▶ **Problem description**: Set every entry down again exactly, omitting none.

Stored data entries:
- - - - -
use super::constants::{
  BOOST_SPEED, FREEZE_SPEED_FACTOR, INIT_LEN, SEG_SPACING, WIDTH_MAX, WIDTH_MIN,
  WIDTH_PER_SEGMENT,
};
use super::effects::EffectKind;
use super::math::clamp;
use super::types::{Snake, Vec2};

pub fn make_segments(origin: Vec2, len: usize) -> Vec<Vec2> {
  (0..len)
    .map(|index| Vec2 {
      x: origin.x - index as f64 * SEG_SPACING,
      y: origin.y,
    })
    .collect()
}

/// Width is a pure function of current length, clamped to [WIDTH_MIN, WIDTH_MAX].
pub fn width_for_len(len: usize) -> f64 {
  clamp(WIDTH_MIN + len as f64 * WIDTH_PER_SEGMENT, WIDTH_MIN, WIDTH_MAX)
}

/// Effective speed for this tick: freeze beats everything, then the boost
/// override, then the base speed scaled by the active effect multiplier.
pub fn effective_speed(snake: &Snake) -> f64 {
  if snake.has_effect(EffectKind::Frozen) {
    return snake.base_speed * FREEZE_SPEED_FACTOR;
  }
  if snake.boosting {
    return BOOST_SPEED;
  }
  snake.base_speed * snake.speed_multiplier
}

/// One movement step: unshift a new head along the heading, then either burn
/// one unit of grow buffer (net +1 segment) or pop the tail (net 0). Width is
/// recomputed afterwards, never carried stale.
pub fn advance(snake: &mut Snake, speed: f64) {
  let Some(head) = snake.head() else { return };
  snake.segments.insert(
    0,
    Vec2 {
      x: head.x + snake.heading.cos() * speed,
      y: head.y + snake.heading.sin() * speed,
    },
  );
  if snake.grow_buffer > 0 {
    snake.grow_buffer -= 1;
  } else {
    snake.segments.pop();
  }
  snake.width = width_for_len(snake.len());
}

/// Instant growth: appends `extra` copies of the tail position. The copies
/// fan out naturally as the snake moves.
pub fn inflate(snake: &mut Snake, extra: usize) {
  let Some(tail) = snake.segments.last().copied() else { return };
  snake.segments.extend(std::iter::repeat(tail).take(extra));
  snake.width = width_for_len(snake.len());
}

/// Truncates to `keep` segments, never below the starting length.
pub fn truncate_to(snake: &mut Snake, keep: usize) {
  let keep = keep.max(INIT_LEN);
  if snake.len() > keep {
    snake.segments.truncate(keep);
    snake.width = width_for_len(snake.len());
  }
}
- - - - -
▶ **Exercise result**:
use super::constants::{
  BOOST_SPEED, FREEZE_SPEED_FACTOR, INIT_LEN, SEG_SPACING, WIDTH_MAX, WIDTH_MIN,
  WIDTH_PER_SEGMENT,
};
use super::effects::EffectKind;
use super::math::clamp;
use super::types::{Snake, Vec2};

pub fn make_segments(origin: Vec2, len: usize) -> Vec<Vec2> {
  (0..len)
    .map(|index| Vec2 {
      x: origin.x - index as f64 * SEG_SPACING,
      y: origin.y,
    })
    .collect()
}

/// Width is a pure function of current length, clamped to [WIDTH_MIN, WIDTH_MAX].
pub fn width_for_len(len: usize) -> f64 {
  clamp(WIDTH_MIN + len as f64 * WIDTH_PER_SEGMENT, WIDTH_MIN, WIDTH_MAX)
}

/// Effective speed for this tick: freeze beats everything, then the boost
/// override, then the base speed scaled by the active effect multiplier.
pub fn effective_speed(snake: &Snake) -> f64 {
  if snake.has_effect(EffectKind::Frozen) {
    return snake.base_speed * FREEZE_SPEED_FACTOR;
  }
  if snake.boosting {
    return BOOST_SPEED;
  }
  snake.base_speed * snake.speed_multiplier
}

/// One movement step: unshift a new head along the heading, then either burn
/// one unit of grow buffer (net +1 segment) or pop the tail (net 0). Width is
/// recomputed afterwards, never carried stale.
pub fn advance(snake: &mut Snake, speed: f64) {
  let Some(head) = snake.head() else { return };
  snake.segments.insert(
    0,
    Vec2 {
      x: head.x + snake.heading.cos() * speed,
      y: head.y + snake.heading.sin() * speed,
    },
  );
  if snake.grow_buffer > 0 {
    snake.grow_buffer -= 1;
  } else {
    snake.segments.pop();
  }
  snake.width = width_for_len(snake.len());
}

/// Instant growth: appends `extra` copies of the tail position. The copies
/// fan out naturally as the snake moves.
pub fn inflate(snake: &mut Snake, extra: usize) {
  let Some(tail) = snake.segments.last().copied() else { return };
  snake.segments.extend(std::iter::repeat(tail).take(extra));
  snake.width = width_for_len(snake.len());
}

/// Truncates to `keep` segments, never below the starting length.
pub fn truncate_to(snake: &mut Snake, keep: usize) {
  let keep = keep.max(INIT_LEN);
  if snake.len() > keep {
    snake.segments.truncate(keep);
    snake.width = width_for_len(snake.len());
  }
}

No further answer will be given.